• [What the task requires] This task calls for copying each line below that contains "EngineState".

Stored data entries
---+---

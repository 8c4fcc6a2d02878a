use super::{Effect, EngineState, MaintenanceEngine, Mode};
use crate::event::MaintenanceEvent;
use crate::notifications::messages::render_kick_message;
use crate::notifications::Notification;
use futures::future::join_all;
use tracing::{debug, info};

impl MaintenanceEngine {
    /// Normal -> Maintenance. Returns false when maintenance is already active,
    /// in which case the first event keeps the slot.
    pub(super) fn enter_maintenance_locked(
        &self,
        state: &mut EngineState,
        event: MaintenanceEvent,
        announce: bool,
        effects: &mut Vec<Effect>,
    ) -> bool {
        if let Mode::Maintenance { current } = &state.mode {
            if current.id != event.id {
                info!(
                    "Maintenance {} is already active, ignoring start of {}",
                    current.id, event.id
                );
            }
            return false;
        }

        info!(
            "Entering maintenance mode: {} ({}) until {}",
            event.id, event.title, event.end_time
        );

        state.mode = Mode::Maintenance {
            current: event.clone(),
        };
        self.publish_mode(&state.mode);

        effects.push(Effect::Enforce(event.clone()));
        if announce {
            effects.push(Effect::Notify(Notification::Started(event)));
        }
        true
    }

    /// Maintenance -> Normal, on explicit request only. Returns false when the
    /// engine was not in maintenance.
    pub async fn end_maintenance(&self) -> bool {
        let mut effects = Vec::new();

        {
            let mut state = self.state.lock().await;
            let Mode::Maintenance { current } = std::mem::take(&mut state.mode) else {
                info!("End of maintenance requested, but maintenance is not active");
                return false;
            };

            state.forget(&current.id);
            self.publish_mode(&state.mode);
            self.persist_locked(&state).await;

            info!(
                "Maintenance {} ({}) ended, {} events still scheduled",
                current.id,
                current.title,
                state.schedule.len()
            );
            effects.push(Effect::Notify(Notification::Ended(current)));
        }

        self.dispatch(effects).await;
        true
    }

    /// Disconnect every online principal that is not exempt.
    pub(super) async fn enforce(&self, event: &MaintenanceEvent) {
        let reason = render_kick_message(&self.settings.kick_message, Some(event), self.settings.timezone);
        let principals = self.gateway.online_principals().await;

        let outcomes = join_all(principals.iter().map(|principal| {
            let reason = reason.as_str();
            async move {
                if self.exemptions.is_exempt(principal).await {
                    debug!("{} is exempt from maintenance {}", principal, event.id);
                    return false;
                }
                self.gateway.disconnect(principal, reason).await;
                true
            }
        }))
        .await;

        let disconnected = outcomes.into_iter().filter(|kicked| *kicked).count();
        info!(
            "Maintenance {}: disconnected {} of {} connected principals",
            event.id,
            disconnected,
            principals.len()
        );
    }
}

---+---

• [Written reply]
use super::{Effect, EngineState, MaintenanceEngine, Mode};
        state: &mut EngineState,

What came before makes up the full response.